王望旺问了这样一个问题,但是紧接着,他就笑了笑。
是嘲笑自已的笑。
这完全是做得到的,现代整容科技如此发达,想要把自已的脸改造成另外一个人的脸,是完全做得到的。
即便做不得十分像,八九分相似,是完全没有问题的。
贺鲁作为少数民族,本身长的就比较粗犷,因此看起来,就会更没有违和感。
至于声音的问题,凶手自已也找到了一个很好解决的办法。
那就是在现场救火,把自已弄得灰头土脸的,然后宣称,嗓子被烟给熏坏了。
然后平常说话,只要沙哑着嗓子说话,就不会有任何的问题。
再加上贺鲁是一个人独居的,也不是那么合群,再有口罩的加持,还真不好发现其实贺鲁已经换了一个人。
“那你是怎么发现这一点的?”王望旺疑惑的问道。
“啊哈哈~尸检报告出来的时候,我就有点怀疑了,因为尸体上有很多陈年老伤,我观察了一下,和贺鲁平常表演容易受的伤位置基本上是一致的。

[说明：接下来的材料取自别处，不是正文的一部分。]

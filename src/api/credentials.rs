// SPDX-License-Identifier: AGPL-3.0-or-later
//
// Copyright (C) 2026 InfoGarden

use axum::{
    extract::{Path, State},
    Json,
};

use super::{actor::Actor, blocking};
use crate::{error::ApiError, export::service::RevealedCredential, state::AppState};

/// Decrypt one credential's password and 2FA seed.
///
/// Every reveal is written to the audit log.
#[utoipa::path(
    post,
    path = "/v1/orgs/{org_id}/credentials/{credential_id}/reveal",
    tag = "Credentials",
    params(
        ("org_id" = i64, Path, description = "Organization ID"),
        ("credential_id" = i64, Path, description = "Credential ID")
    ),
    responses(
        (status = 200, description = "Decrypted secrets", body = RevealedCredential),
        (status = 404, description = "Credential not found"),
        (status = 500, description = "Encryption not configured or token undecryptable")
    )
)]
pub async fn reveal_credential(
    Actor(user): Actor,
    State(state): State<AppState>,
    Path((org_id, credential_id)): Path<(i64, i64)>,
) -> Result<Json<RevealedCredential>, ApiError> {
    let exports = state.exports.clone();
    let revealed =
        blocking(move || exports.reveal_credential(org_id, credential_id, user.as_deref())).await?;
    Ok(Json(revealed))
}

”
“然后那天我们去贺鲁的家里走访,他本来想要给我们倒水,但是自已却找不到杯子了,这在自已家里,是不应该的。
而且,那个贺鲁的脚,看起来非常的干净,没有什么泥污,不像是经常赤脚走路的人~”
听了苗妙淼的推理,王望旺是衷心的佩服。
那么贺鲁父母坟墓被盗也就能说的通了,假扮贺鲁的人,应该是从贺鲁叔叔那里得知了,警方怀疑死者是贺鲁家族的人了。
所以才想要毁灭掉贺鲁dnA的比对来源,只要dnA结果没有,就构不成有效的证据,死者的身份不暴露,自已就会处于一个安全的位置。
接下来,专案组要做的工作也就很简单了,只要控制住现在的贺鲁,采集他的dnA,与贺鲁父亲的dnA进行一下比对,就可以确认他并不是贺鲁了。
而在贺鲁的家中,总会发现真贺鲁遗留下的毛发皮屑之类的东西,只要这些东西检测出的dnA与死者的一致,就可以成为决定性的证据了。
一行人很快就到了贺鲁的住处,但是还是来晚了,已经人去房空了。